As a new grad you need to learn the business of medicine

 

I am sorry but I find it highly doubtful that you are generating $360,000-$480,000 a year - simply not the case and if you are you are some how committing insurance fraud.  

As well your receivables would just now be starting to come in, if you were already credentialed, which you were not as a new grad....

 

I appreciate your support, but it is dangerous to make such statements when they simply can not be true.  

 

In the first 3-6 months employers typically loose money on a new grad, then 6-12 months might break even, then profit after a year

 

You might be "billing" this type of mos collections are well under 50% so that puts you line with the typical.....

 

 

Thanks for your input, always happy to learn.

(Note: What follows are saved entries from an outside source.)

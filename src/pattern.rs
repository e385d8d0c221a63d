use regex::{NoExpand, Regex, RegexBuilder};

use crate::error::EngineError;

/// Matcher for file and directory names, compiled from either a raw regular
/// expression or a list of double-quoted wildcard filters such as
/// `"*.txt" "*.md"`.
#[derive(Debug, Clone)]
pub struct NameMatcher {
    regex: Regex,
}

impl NameMatcher {
    pub fn compile(
        source: &str,
        is_regex: bool,
        case_sensitive: bool,
    ) -> Result<Self, EngineError> {
        let pattern = if is_regex {
            source.to_string()
        } else {
            wildcard_filters_to_regex(source)
                .ok_or_else(|| EngineError::invalid_pattern(source, "no quoted wildcard filters"))?
        };

        if pattern.is_empty() {
            return Err(EngineError::invalid_pattern(source, "empty pattern"));
        }

        let regex = RegexBuilder::new(&pattern)
            .case_insensitive(!case_sensitive)
            .build()
            .map_err(|err| EngineError::invalid_pattern(source, err.to_string()))?;

        Ok(Self { regex })
    }

    pub fn is_match(&self, name: &str) -> bool {
        self.regex.is_match(name)
    }
}

/// Search condition for line contents and for name-replace matching.
///
/// Literal mode is plain substring containment with a case-sensitivity flag;
/// it is compiled down to an escaped regex so that matching and replacement
/// share one code path, but capture-group expansion stays disabled.
#[derive(Debug, Clone)]
pub struct SearchCondition {
    regex: Regex,
    literal: bool,
}

impl SearchCondition {
    pub fn compile(
        text: &str,
        is_regex: bool,
        case_sensitive: bool,
    ) -> Result<Self, EngineError> {
        if text.is_empty() {
            return Err(EngineError::invalid_pattern(text, "empty search text"));
        }

        let pattern = if is_regex {
            text.to_string()
        } else {
            regex::escape(text)
        };

        let regex = RegexBuilder::new(&pattern)
            .case_insensitive(!case_sensitive)
            .build()
            .map_err(|err| EngineError::invalid_pattern(text, err.to_string()))?;

        Ok(Self {
            regex,
            literal: !is_regex,
        })
    }

    pub fn matches(&self, haystack: &str) -> bool {
        self.regex.is_match(haystack)
    }

    /// Replaces every occurrence in `haystack`. Regex mode supports `$1`
    /// style capture references; literal mode inserts the replacement as-is.
    pub fn apply(&self, haystack: &str, replacement: &str) -> String {
        if self.literal {
            self.regex.replace_all(haystack, NoExpand(replacement)).into_owned()
        } else {
            self.regex.replace_all(haystack, replacement).into_owned()
        }
    }
}

/// Extracts every `"..."` delimited filter from `source` and combines the
/// translated wildcards into one alternation. Returns `None` when no quoted
/// filter is present.
fn wildcard_filters_to_regex(source: &str) -> Option<String> {
    let mut filters = Vec::new();
    let mut rest = source;
    while let Some(start) = rest.find('"') {
        let after = &rest[start + 1..];
        let Some(end) = after.find('"') else {
            break;
        };
        filters.push(&after[..end]);
        rest = &after[end + 1..];
    }

    if filters.is_empty() {
        return None;
    }

    let translated: Vec<String> = filters.iter().map(|f| wildcard_to_regex(f)).collect();
    Some(translated.join("|"))
}

/// Standard glob semantics, anchored: `*` matches any run of characters,
/// `?` matches exactly one, everything else is literal.
fn wildcard_to_regex(filter: &str) -> String {
    let mut out = String::with_capacity(filter.len() + 8);
    out.push_str("^(?:");
    for ch in filter.chars() {
        match ch {
            '*' => out.push_str(".*"),
            '?' => out.push('.'),
            other => {
                let mut buf = [0u8; 4];
                out.push_str(&regex::escape(other.encode_utf8(&mut buf)));
            }
        }
    }
    out.push_str(")$");
    out
}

I was and am fully credentialed.

Unfortunately no part of the education system and definitely no part of PA training (for my program at least, doubt its much different elsewhere) was focused on the actual business of medicine, reimbursement, etc. It's been challenging to drag this information out of management and I'm always a little suspicious of the information that I am given. I'm working on figuring it out on my own with available resources, but appreciate the input from others who have been in the field longer.

Best advice to the OP is IMO as you said earlier, don't sign a 3yr contract. 

And don't get bullied into taking significantly less pay than you should be paid (AAPA salary report etc.), be ready to walk away if you can.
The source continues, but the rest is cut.